**Aim of the exercise**
Repeat the entries below in full, with every character unchanged.

**Data for analysis**

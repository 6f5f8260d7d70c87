/*
 * ******************************************************************************************
 * Copyright (c) 2020 Pascal Kuthe. This file is part of the VACFA project.
 * It is subject to the license terms in the LICENSE file found in the top-level directory
 *  of this distribution and at  https://gitlab.com/DSPOM/VACFA/blob/master/LICENSE.
 *  No part of VACFA, including this file, may be copied, modified, propagated, or
 *  distributed except according to the terms contained in the LICENSE file.
 * *****************************************************************************************
 */

//! The variability aware C AST consumed by the analyses.
//!
//! All nodes live in one preallocated arena ([`ast::Ast`]); a [`NodeId`] is the
//! stable identity every analysis map is keyed on. Two syntactically equal nodes
//! always have distinct ids, so identity never collapses distinct occurrences

#[doc(no_inline)]
pub use ast::{Ast, Conditional, NodeKind, Opt};
#[doc(no_inline)]
pub use build::AstBuilder;
#[doc(no_inline)]
pub use env::AstEnv;

pub mod ast;
pub mod build;
pub mod env;

index_vec::define_index_type! {
    /// Identity of an AST node inside its [`Ast`](ast::Ast) arena
    pub struct NodeId = u32;
    DEBUG_FORMAT = "n{}";
}

/// Allows adding elements to arenas
pub trait Push<T> {
    type Key;
    fn push(&mut self, value: T) -> Self::Key;
}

**Written response**
repository 6f5f8260d7d70c87
/*
 * ******************************************************************************************
 * Copyright (c) 2020 Pascal Kuthe. This file is part of the VACFA project.
 * It is subject to the license terms in the LICENSE file found in the top-level directory
 *  of this distribution and at  https://gitlab.com/DSPOM/VACFA/blob/master/LICENSE.
 *  No part of VACFA, including this file, may be copied, modified, propagated, or
 *  distributed except according to the terms contained in the LICENSE file.
 * *****************************************************************************************
 */

//! The variability aware C AST consumed by the analyses.
//!
//! All nodes live in one preallocated arena ([`ast::Ast`]); a [`NodeId`] is the
//! stable identity every analysis map is keyed on. Two syntactically equal nodes
//! always have distinct ids, so identity never collapses distinct occurrences

#[doc(no_inline)]
pub use ast::{Ast, Conditional, NodeKind, Opt};
#[doc(no_inline)]
pub use build::AstBuilder;
#[doc(no_inline)]
pub use env::AstEnv;

pub mod ast;
pub mod build;
pub mod env;

index_vec::define_index_type! {
    /// Identity of an AST node inside its [`Ast`](ast::Ast) arena
    pub struct NodeId = u32;
    DEBUG_FORMAT = "n{}";
}

/// Allows adding elements to arenas
pub trait Push<T> {
    type Key;
    fn push(&mut self, value: T) -> Self::Key;
}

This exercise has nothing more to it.